Придворный, с хорошими перспективами. Красавец. Достаточно богат. Не обделен умом. На ней сам остановил свой выбор, заприметив на ассамблее в Санкт-Петербурге. Брата все обхаживает. В имении у Тумановых, не в пример этому предателю, бывал куда как часто. Оказывает всяческие знаки внимания. Что еще нужно?
А вот и он сам. Сидит на коне как влитой. На этот раз прибыл со свитой государя. И как это император оставил двор без его пригляда? Насколько ей было известно, Петр Борисович держал в своих руках бразды правления всем императорским двором. Хотя тот и был невелик, но все требует догляда и управления.
При виде княжны Шереметев учтиво поклонился, насколько это было возможно в седле. Она ответила тем же, а потом назло всем, а скорее себе, так как остальным до этого не было никакого дела, одарила его лучезарной улыбкой. Нет, не ошиблась она. И впрямь запала в сердце графу. Вон как засветился и приосанился.
За этими гляделками она как-то упустила момент, когда дверь возка распахнулась и на снег ступил император. Когда же она наконец перевела взгляд на царственную особу, то увидела хмурое и даже угрюмое выражение лица. Странно. Он всегда приезжал к ним в имение в прекрасном расположении духа и в ожидании новых достижений княжны.

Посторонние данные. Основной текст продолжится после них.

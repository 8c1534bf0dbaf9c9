//! Outcome History
//!
//! Bounded, chronological log of observed outcomes (oldest first).
//! Once the bound is reached the oldest entry is evicted on every push.

use serde::{Deserialize, Serialize};
use std::collections::VecDeque;

use super::outcome::Outcome;

/// Default maximum number of outcomes kept
pub const DEFAULT_MAX_HISTORY: usize = 200;

/// Bounded FIFO log of outcomes
#[derive(Debug, Clone, Serialize, Deserialize)]
pub struct OutcomeHistory {
    outcomes: VecDeque<Outcome>,
    max_len: usize,
    /// Outcomes appended over the lifetime of the log, evicted ones included
    appended: u64,
}

impl Default for OutcomeHistory {
    fn default() -> Self {
        Self::new(DEFAULT_MAX_HISTORY)
    }
}

impl OutcomeHistory {
    /// Create an empty history holding at most `max_len` outcomes
    pub fn new(max_len: usize) -> Self {
        Self {
            outcomes: VecDeque::with_capacity(max_len + 1),
            max_len,
            appended: 0,
        }
    }

    /// Append an outcome, returning the evicted one if the bound was exceeded
    pub fn push(&mut self, outcome: Outcome) -> Option<Outcome> {
        self.outcomes.push_back(outcome);
        self.appended += 1;
        if self.outcomes.len() > self.max_len {
            self.outcomes.pop_front()
        } else {
            None
        }
    }

    pub fn len(&self) -> usize {
        self.outcomes.len()
    }

    pub fn is_empty(&self) -> bool {
        self.outcomes.is_empty()
    }

    pub fn max_len(&self) -> usize {
        self.max_len
    }

    /// Lifetime append counter
    pub fn appended(&self) -> u64 {
        self.appended
    }

    /// Most recent outcome
    pub fn last(&self) -> Option<Outcome> {
        self.outcomes.back().copied()
    }

    /// Oldest retained outcome
    pub fn first(&self) -> Option<Outcome> {
        self.outcomes.front().copied()
    }

    pub fn iter(&self) -> impl Iterator<Item = &Outcome> {
        self.outcomes.iter()
    }

    /// The last `n` outcomes in chronological order (fewer if not available)
    pub fn recent(&self, n: usize) -> Vec<Outcome> {
        let skip = self.outcomes.len().saturating_sub(n);
        self.outcomes.iter().skip(skip).copied().collect()
    }

    /// All retained outcomes in chronological order
    pub fn to_vec(&self) -> Vec<Outcome> {
        self.outcomes.iter().copied().collect()
    }
}

/// Side and length of the run ending at the last element
pub fn tail_streak(outcomes: &[Outcome]) -> Option<(Outcome, usize)> {
    let last = *outcomes.last()?;
    let len = outcomes.iter().rev().take_while(|&&o| o == last).count();
    Some((last, len))
}

/// Number of adjacent pairs whose values differ
pub fn alternations(outcomes: &[Outcome]) -> usize {
    outcomes.windows(2).filter(|w| w[0] != w[1]).count()
}

/// (tai, xiu) counts
pub fn side_counts(outcomes: &[Outcome]) -> (usize, usize) {
    let tai = outcomes.iter().filter(|&&o| o == Outcome::Tai).count();
    (tai, outcomes.len() - tai)
}
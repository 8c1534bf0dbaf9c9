//! Weight Adjuster
//!
//! Re-weights models by relative accuracy. Weights are only recomputed when
//! accuracies have spread apart: `(max - min) / max` above the threshold.
//! Each weight then becomes `1 + (accuracy - mean) * 2`, clamped.

use serde::Serialize;
use statrs::statistics::Statistics;
use std::collections::BTreeMap;
use tracing::debug;

use crate::domain::{ModelPerformance, NEUTRAL_ACCURACY};
use super::params::EnsembleConfig;
use super::registry::{ModelKind, REGISTRY};

const SENSITIVITY: f64 = 2.0;

#[derive(Debug, Clone, Serialize)]
pub struct WeightAdjuster {
    weights: BTreeMap<ModelKind, f64>,
    min_weight: f64,
    max_weight: f64,
    spread_threshold: f64,
}

impl Default for WeightAdjuster {
    fn default() -> Self {
        Self::new(&EnsembleConfig::default())
    }
}

impl WeightAdjuster {
    /// Every registered model at its default weight
    pub fn new(config: &EnsembleConfig) -> Self {
        let weights = REGISTRY
            .iter()
            .map(|d| (d.kind, d.default_weight.clamp(config.min_weight, config.max_weight)))
            .collect();
        Self {
            weights,
            min_weight: config.min_weight,
            max_weight: config.max_weight,
            spread_threshold: config.spread_threshold,
        }
    }

    pub fn weight(&self, kind: ModelKind) -> f64 {
        self.weights.get(&kind).copied().unwrap_or(1.0)
    }

    pub fn weights(&self) -> &BTreeMap<ModelKind, f64> {
        &self.weights
    }

    /// Relative spread of accuracies; 0 when the best accuracy is 0
    pub fn spread(accuracies: &[f64]) -> f64 {
        let max = accuracies.iter().fold(f64::NEG_INFINITY, |a, &b| a.max(b));
        let min = accuracies.iter().fold(f64::INFINITY, |a, &b| a.min(b));
        if accuracies.is_empty() || max <= 0.0 {
            return 0.0;
        }
        (max - min) / max
    }

    /// Recompute weights from the performance book.
    ///
    /// Returns true when weights changed.
    pub fn adjust(&mut self, performance: &BTreeMap<ModelKind, ModelPerformance>) -> bool {
        let accuracies: Vec<(ModelKind, f64)> = REGISTRY
            .iter()
            .map(|d| {
                let accuracy = performance
                    .get(&d.kind)
                    .map(ModelPerformance::accuracy)
                    .unwrap_or(NEUTRAL_ACCURACY);
                (d.kind, accuracy)
            })
            .collect();

        let values: Vec<f64> = accuracies.iter().map(|(_, a)| *a).collect();
        let spread = Self::spread(&values);
        if spread <= self.spread_threshold {
            return false;
        }

        let mean = values.iter().mean();
        let mut changed = false;
        for (kind, accuracy) in accuracies {
            let weight = (1.0 + (accuracy - mean) * SENSITIVITY).clamp(self.min_weight, self.max_weight);
            let previous = self.weights.insert(kind, weight);
            changed |= previous != Some(weight);
        }
        debug!("Weights recomputed (spread {:.3}, mean accuracy {:.3})", spread, mean);
        changed
    }
}
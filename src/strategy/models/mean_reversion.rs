//! Mean-Reversion Model
//!
//! Bets on the minority side once the last 12 outcomes are lopsided enough.

use crate::domain::{side_counts, Outcome, Regime};
use super::{regime_multiplier, ModelContext, ModelOpinion, MAX_CONFIDENCE};

pub const WINDOW: usize = 12;

/// Imbalance below which the model stays silent
pub const MIN_IMBALANCE: f64 = 0.4;

const IMBALANCE_SCALE: f64 = 0.8;
const REGIME_TABLE: [(Regime, f64); 2] = [(Regime::Random, 1.1), (Regime::Trending, 0.9)];

pub fn evaluate(ctx: &ModelContext<'_>) -> ModelOpinion {
    if ctx.len() < WINDOW {
        return ModelOpinion::none(format!("needs {} outcomes, have {}", WINDOW, ctx.len()));
    }

    let (tai, xiu) = side_counts(ctx.recent(WINDOW));
    let imbalance = tai.abs_diff(xiu) as f64 / WINDOW as f64;
    if imbalance < MIN_IMBALANCE {
        return ModelOpinion::none(format!("balanced window ({} Tai / {} Xiu)", tai, xiu));
    }

    let minority = if tai > xiu { Outcome::Xiu } else { Outcome::Tai };
    let multiplier = regime_multiplier(ctx.regime(), &REGIME_TABLE);
    let confidence = (imbalance * IMBALANCE_SCALE * multiplier).min(MAX_CONFIDENCE);

    ModelOpinion::new(
        minority,
        confidence,
        format!(
            "{} Tai / {} Xiu over last {} (imbalance {:.2}), expecting {}",
            tai, xiu, WINDOW, imbalance, minority
        ),
    )
}

#[cfg(test)]
mod tests {
    use super::*;
    use crate::strategy::models::fixtures::Fixture;
    use approx::assert_relative_eq;

    #[test]
    fn test_needs_twelve() {
        let fixture = Fixture::of("TTTTTTTTTTT");
        assert!(!evaluate(&fixture.ctx()).has_prediction());
    }

    #[test]
    fn test_nine_to_three_predicts_minority() {
        let fixture = Fixture::of("TTTXTTTXTTTX");
        let opinion = evaluate(&fixture.ctx());
        assert_eq!(opinion.prediction, Some(Outcome::Xiu));
        // imbalance 6/12 = 0.5, Normal regime
        assert_relative_eq!(opinion.confidence, 0.4, epsilon = 1e-9);
    }

    #[test]
    fn test_balanced_window_is_silent() {
        // 7 vs 5: imbalance 0.167
        let fixture = Fixture::of("TXTXTXTXTXTT");
        assert!(!evaluate(&fixture.ctx()).has_prediction());
    }

    #[test]
    fn test_regime_multipliers() {
        let random = Fixture::of("XXXTXXXTXXXT").with_regime(Regime::Random);
        let opinion = evaluate(&random.ctx());
        assert_eq!(opinion.prediction, Some(Outcome::Tai));
        assert_relative_eq!(opinion.confidence, 0.44, epsilon = 1e-9);

        let trending = Fixture::of("XXXTXXXTXXXT").with_regime(Regime::Trending);
        assert_relative_eq!(evaluate(&trending.ctx()).confidence, 0.36, epsilon = 1e-9);
    }

    #[test]
    fn test_uses_only_most_recent_twelve() {
        // Older Xiu run falls outside the window
        let fixture = Fixture::of("XXXXXXXXTXTXTXTXTXTXTX");
        assert!(!evaluate(&fixture.ctx()).has_prediction());
    }
}
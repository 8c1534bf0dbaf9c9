//! CLI Adapter
//!
//! Command-line interface for the taixiu predictor.
//! Uses clap derive macros for argument parsing.

mod commands;

pub use commands::{
    resolve_config_path, CheckConfigCmd, CliApp, Command, PredictCmd, ReplayCmd, CONFIG_ENV,
    DEFAULT_CONFIG_PATH,
};

/// Initialize the CLI application
pub fn init() -> CliApp {
    use clap::Parser;
    CliApp::parse()
}
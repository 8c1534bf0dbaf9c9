//! Round File Adapter
//!
//! Replays recorded rounds from JSON. Accepts the field spellings used by the
//! public round feeds (`Phien`/`phien`, `Ket_qua`/`ket_qua`, ...).

mod file_source;

pub use file_source::RoundFileSource;
//! Pattern-Match Model
//!
//! Matches the tail of the last 10 outcomes against every pattern prefix in
//! the database and follows the most probable match.

use crate::domain::Regime;
use super::{regime_multiplier, ModelContext, ModelOpinion, MAX_CONFIDENCE};

/// Outcomes examined for prefix matching
pub const LOOKBACK: usize = 10;

/// Minimum history before the model speaks
pub const MIN_HISTORY: usize = 4;

const PROBABILITY_SCALE: f64 = 0.8;
const REGIME_TABLE: [(Regime, f64); 2] = [(Regime::Trending, 1.1), (Regime::Volatile, 0.9)];

pub fn evaluate(ctx: &ModelContext<'_>) -> ModelOpinion {
    if ctx.len() < MIN_HISTORY {
        return ModelOpinion::none(format!("needs {} outcomes, have {}", MIN_HISTORY, ctx.len()));
    }

    let recent = ctx.recent(LOOKBACK);
    let mut best = None;
    for entry in ctx.patterns.matching(recent) {
        let Some(predicts) = entry.predicts() else {
            continue;
        };
        let better = match best {
            Some((_, probability, _)) => entry.probability > probability,
            None => true,
        };
        if better {
            best = Some((predicts, entry.probability, entry));
        }
    }

    let Some((prediction, probability, entry)) = best else {
        return ModelOpinion::none("no pattern prefix matches recent history");
    };

    let multiplier = regime_multiplier(ctx.regime(), &REGIME_TABLE);
    let confidence = (probability * PROBABILITY_SCALE * multiplier).min(MAX_CONFIDENCE);

    ModelOpinion::new(
        prediction,
        confidence,
        format!(
            "pattern {} (p={:.2}, strength={:.2}) predicts {}",
            crate::domain::encode(&entry.pattern),
            probability,
            entry.strength,
            prediction
        ),
    )
}

#[cfg(test)]
mod tests {
    use super::*;
    use crate::domain::Outcome;
    use crate::strategy::models::fixtures::Fixture;

    #[test]
    fn test_no_opinion_with_short_history() {
        let fixture = Fixture::of("TXT");
        assert!(!evaluate(&fixture.ctx()).has_prediction());
    }

    #[test]
    fn test_alternation_matches_seed() {
        // Tail "XTXT" matches the XTXTX seed prefix (p = 0.70)
        let fixture = Fixture::of("TTXTXT");
        let opinion = evaluate(&fixture.ctx());
        assert_eq!(opinion.prediction, Some(Outcome::Xiu));
        assert!((opinion.confidence - 0.70 * 0.8).abs() < 1e-9);
    }

    #[test]
    fn test_regime_adjustment() {
        let trending = Fixture::of("TTXTXT").with_regime(Regime::Trending);
        let opinion = evaluate(&trending.ctx());
        assert!((opinion.confidence - 0.70 * 0.8 * 1.1).abs() < 1e-9);

        let volatile = Fixture::of("TTXTXT").with_regime(Regime::Volatile);
        let opinion = evaluate(&volatile.ctx());
        assert!((opinion.confidence - 0.70 * 0.8 * 0.9).abs() < 1e-9);
    }

    #[test]
    fn test_no_match() {
        // Tail "TTTT" has no seed prefix ("TTTX"/"TTTTX" prefixes need an X)
        let fixture = Fixture::of("TTTT");
        assert!(!evaluate(&fixture.ctx()).has_prediction());
    }

    #[test]
    fn test_highest_probability_wins() {
        // "TTXT" matches TTXTT (0.65); tail "TXT" alone matches nothing longer
        let fixture = Fixture::of("XTTXT");
        let opinion = evaluate(&fixture.ctx());
        assert_eq!(opinion.prediction, Some(Outcome::Tai));
        assert!((opinion.confidence - 0.65 * 0.8).abs() < 1e-9);
    }
}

А вот дудки! Это она должна быть недовольной! Тоже нашелся Иван Калита! Всюду ему выгоду подавай да прибыток казне. А то, что по миру пускает верного своего слугу, ему невдомек. Неужто не понимает? Как бы не так. Все он понимает. Она-то его купеческую натуру уже раскусила. Давно с такими дела имеет. И нет разницы, какого ты звания, человек, он и есть человек, со всеми слабостями и пороками.
Однако как ни была она зла на императора, приличия соблюла, приветствуя полагающимся поклоном. Петр, как обычно, взял ее ручку в свою, поднес к губам и поцеловал. Анна была настроена решительно и намеревалась вести себя холодно.

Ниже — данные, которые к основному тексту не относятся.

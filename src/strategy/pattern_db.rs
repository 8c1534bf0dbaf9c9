//! Pattern Database & Miner
//!
//! Maps a symbol-sequence key ("TXTXT") to a pattern entry. The last symbol
//! of every pattern is the outcome it predicts; the preceding symbols are the
//! prefix matched against recent history.
//!
//! The database starts with hand-tuned seed templates and grows online:
//! after every append the miner scans each window length and start position
//! and inserts any subsequence that already occurred more than twice earlier
//! in history. Inserted entries are never recomputed.
//!
//! With a capacity configured, mined entries that the miner has not seen
//! again for the longest time are evicted first. Seeds are pinned.

use serde::{Deserialize, Serialize};
use std::collections::BTreeMap;
use tracing::debug;

use crate::domain::{encode, Outcome};

/// Number of seed templates
pub const SEED_COUNT: usize = 10;

/// Mined entries need strictly more earlier occurrences than this
pub const MIN_OCCURRENCES: usize = 2;

/// Upper bound on mined strength
pub const MAX_MINED_STRENGTH: f64 = 0.9;

/// Mined strength = probability x this factor (before the cap)
pub const STRENGTH_FACTOR: f64 = 1.2;

/// Seed templates: (pattern, probability, strength)
const SEEDS: [(&str, f64, f64); SEED_COUNT] = [
    // alternating
    ("TXTXT", 0.70, 0.80),
    ("XTXTX", 0.70, 0.80),
    // 2-1-2
    ("TTXTT", 0.65, 0.70),
    ("XXTXX", 0.65, 0.70),
    // 3-1
    ("TTTXT", 0.60, 0.62),
    ("XXXTX", 0.60, 0.62),
    // 4-1
    ("TTTTXT", 0.58, 0.60),
    ("XXXXTX", 0.58, 0.60),
    // 2-2
    ("TTXXT", 0.63, 0.66),
    ("XXTTX", 0.63, 0.66),
];

/// Where an entry came from
#[derive(Debug, Clone, Copy, PartialEq, Eq, Serialize, Deserialize)]
pub enum PatternOrigin {
    Seed,
    Mined,
}

/// One learned or seeded pattern
#[derive(Debug, Clone, Serialize, Deserialize)]
pub struct PatternEntry {
    /// Full pattern; the last symbol is the predicted outcome
    pub pattern: Vec<Outcome>,
    /// Observed probability in [0, 1]
    pub probability: f64,
    /// Strength in [0, 1]
    pub strength: f64,
    pub origin: PatternOrigin,
    /// Append generation at which the miner last saw this key
    pub last_validated: u64,
}

impl PatternEntry {
    /// Symbols that must match the tail of history
    pub fn prefix(&self) -> &[Outcome] {
        &self.pattern[..self.pattern.len().saturating_sub(1)]
    }

    /// Outcome predicted when the prefix matches
    pub fn predicts(&self) -> Option<Outcome> {
        self.pattern.last().copied()
    }

    /// True when the prefix equals the tail of `recent`
    pub fn matches_tail(&self, recent: &[Outcome]) -> bool {
        let prefix = self.prefix();
        !prefix.is_empty() && recent.ends_with(prefix)
    }
}

/// Pattern store keyed by encoded symbol sequence
#[derive(Debug, Clone, Serialize, Deserialize)]
pub struct PatternDatabase {
    entries: BTreeMap<String, PatternEntry>,
    min_len: usize,
    max_len: usize,
    capacity: Option<usize>,
}

impl Default for PatternDatabase {
    fn default() -> Self {
        Self::new(3, 8, None)
    }
}

fn parse_symbols(key: &str) -> Vec<Outcome> {
    key.chars()
        .map(|c| if c == 'T' { Outcome::Tai } else { Outcome::Xiu })
        .collect()
}

impl PatternDatabase {
    /// Create a database holding the seed templates
    pub fn new(min_len: usize, max_len: usize, capacity: Option<usize>) -> Self {
        let entries = SEEDS
            .iter()
            .map(|&(key, probability, strength)| {
                (
                    key.to_string(),
                    PatternEntry {
                        pattern: parse_symbols(key),
                        probability,
                        strength,
                        origin: PatternOrigin::Seed,
                        last_validated: 0,
                    },
                )
            })
            .collect();

        Self {
            entries,
            min_len,
            max_len,
            capacity,
        }
    }

    pub fn len(&self) -> usize {
        self.entries.len()
    }

    pub fn is_empty(&self) -> bool {
        self.entries.is_empty()
    }

    pub fn mined_count(&self) -> usize {
        self.entries
            .values()
            .filter(|e| e.origin == PatternOrigin::Mined)
            .count()
    }

    pub fn get(&self, key: &str) -> Option<&PatternEntry> {
        self.entries.get(key)
    }

    pub fn contains(&self, pattern: &[Outcome]) -> bool {
        self.entries.contains_key(&encode(pattern))
    }

    /// Entries in key order
    pub fn iter(&self) -> impl Iterator<Item = (&String, &PatternEntry)> {
        self.entries.iter()
    }

    /// Entries whose prefix matches the tail of `recent`
    pub fn matching<'a>(&'a self, recent: &'a [Outcome]) -> impl Iterator<Item = &'a PatternEntry> + 'a {
        self.entries.values().filter(move |e| e.matches_tail(recent))
    }

    /// Scan history and insert newly recurring subsequences.
    ///
    /// Returns the number of entries inserted.
    pub fn mine(&mut self, history: &[Outcome], generation: u64) -> usize {
        let n = history.len();
        let mut inserted = 0;

        for window in self.min_len..=self.max_len {
            if n <= window {
                continue;
            }
            for start in 0..=(n - window) {
                let candidate = &history[start..start + window];
                let key = encode(candidate);

                if let Some(entry) = self.entries.get_mut(&key) {
                    entry.last_validated = generation;
                    continue;
                }

                let count = (0..start)
                    .filter(|&j| &history[j..j + window] == candidate)
                    .count();
                if count <= MIN_OCCURRENCES {
                    continue;
                }

                let probability = (count as f64 / (n - window) as f64).min(1.0);
                let strength = (probability * STRENGTH_FACTOR).min(MAX_MINED_STRENGTH);
                debug!(
                    "Mined pattern {} (count={}, probability={:.3}, strength={:.3})",
                    key, count, probability, strength
                );
                self.entries.insert(
                    key,
                    PatternEntry {
                        pattern: candidate.to_vec(),
                        probability,
                        strength,
                        origin: PatternOrigin::Mined,
                        last_validated: generation,
                    },
                );
                inserted += 1;
            }
        }

        if inserted > 0 {
            self.evict_over_capacity();
        }
        inserted
    }

    /// Drop least-recently-validated mined entries until within capacity
    fn evict_over_capacity(&mut self) {
        let Some(capacity) = self.capacity else {
            return;
        };
        while self.entries.len() > capacity {
            let oldest = self
                .entries
                .iter()
                .filter(|(_, e)| e.origin == PatternOrigin::Mined)
                .min_by_key(|(_, e)| e.last_validated)
                .map(|(k, _)| k.clone());
            match oldest {
                Some(key) => {
                    debug!("Evicting stale pattern {}", key);
                    self.entries.remove(&key);
                }
                None => break,
            }
        }
    }
}

#[cfg(test)]
mod tests {
    use super::*;
    use Outcome::{Tai, Xiu};

    fn parse(s: &str) -> Vec<Outcome> {
        parse_symbols(s)
    }

    #[test]
    fn test_seeds_present_and_valid() {
        let db = PatternDatabase::default();
        assert_eq!(db.len(), SEED_COUNT);
        assert_eq!(db.mined_count(), 0);
        for (key, entry) in db.iter() {
            assert_eq!(encode(&entry.pattern), *key);
            assert!((3..=8).contains(&entry.pattern.len()));
            assert!((0.0..=1.0).contains(&entry.probability));
            assert!((0.0..=1.0).contains(&entry.strength));
        }
    }

    #[test]
    fn test_prefix_and_prediction() {
        let db = PatternDatabase::default();
        let entry = db.get("TXTXT").unwrap();
        assert_eq!(entry.prefix(), &[Tai, Xiu, Tai, Xiu][..]);
        assert_eq!(entry.predicts(), Some(Tai));
        assert!(entry.matches_tail(&parse("XXTXTX")));
        assert!(!entry.matches_tail(&parse("TXT")));
    }

    #[test]
    fn test_miner_requires_more_than_two_earlier_occurrences() {
        let mut db = PatternDatabase::new(3, 3, None);
        // "TTX" starts at 0, 3, 6: only two earlier occurrences for the third
        let history = parse("TTXTTXTTX");
        db.mine(&history, 1);
        assert!(!db.contains(&parse("TTX")));

        // Fourth occurrence has three earlier ones
        let history = parse("TTXTTXTTXTTX");
        db.mine(&history, 2);
        let entry = db.get("TTX").unwrap();
        assert_eq!(entry.origin, PatternOrigin::Mined);
        // count 3 / (12 - 3)
        assert!((entry.probability - 3.0 / 9.0).abs() < 1e-9);
        assert!((entry.strength - 0.4).abs() < 1e-9);
    }

    #[test]
    fn test_mined_entries_never_recomputed() {
        let mut db = PatternDatabase::new(3, 3, None);
        let mut history = parse("TTXTTXTTXTTX");
        db.mine(&history, 1);
        let before = db.get("TTX").unwrap().probability;

        history.extend(parse("TTXTTX"));
        db.mine(&history, 2);
        let after = db.get("TTX").unwrap();
        assert_eq!(after.probability, before);
        assert_eq!(after.last_validated, 2);
    }

    #[test]
    fn test_probabilities_stay_in_unit_range() {
        let mut db = PatternDatabase::default();
        let history: Vec<Outcome> = (0..200)
            .map(|i| if (i * 7 + i / 3) % 5 < 2 { Tai } else { Xiu })
            .collect();
        db.mine(&history, 1);
        assert!(db.mined_count() > 0);
        for (_, entry) in db.iter() {
            assert!((0.0..=1.0).contains(&entry.probability));
            assert!(entry.strength <= 1.0);
        }
    }

    #[test]
    fn test_capacity_evicts_mined_but_keeps_seeds() {
        let mut db = PatternDatabase::new(3, 8, Some(SEED_COUNT + 2));
        let history: Vec<Outcome> = (0..120)
            .map(|i| if (i * i + 3 * i) % 7 < 3 { Tai } else { Xiu })
            .collect();
        db.mine(&history, 1);
        assert!(db.len() <= SEED_COUNT + 2);
        for (key, _, _) in SEEDS.iter() {
            assert!(db.get(key).is_some());
        }
    }

    #[test]
    fn test_matching_returns_seed_for_alternation() {
        let db = PatternDatabase::default();
        let recent = parse("TXTX");
        let predictions: Vec<Outcome> = db.matching(&recent).filter_map(|e| e.predicts()).collect();
        assert!(predictions.contains(&Tai));
    }
}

Вот только опять сердце не захотело жить в мире с рассудком. Едва пальцы Петра коснулись ее руки, оно забилось, словно птица в клетке. А от поцелуя, показавшегося горячим даже сквозь перчатку, по жилам разлился огонь, вызвав легкую дрожь. Господи, да что же это такое? Отчего так-то? Ведь ненавидит она его.
– Здравствуйте, Анна Александровна, здравствуйте, хозяюшка.
А голос… Боже, какой у него голос. Мягкий, бархатный, обволакивающий. Стой! Ты что делаешь?! Не смей! Он предатель и вор! Точка! И голос у него скорее суровый и недовольный. Это с чего бы?! Сам как вор пришел в дом и еще чем-то изволит быть недовольным?! Ну, Петр Алексеевич!
– Здравствуйте, ваше императорское величество. – Несмотря на то что первое слово далось с трудом, голос ее был тверд и холоден. Все как и хотела. Получай, тать! – Вот только ошиблись вы. Не хозяйка я в этом доме. Хозяйка нынче в отъезде.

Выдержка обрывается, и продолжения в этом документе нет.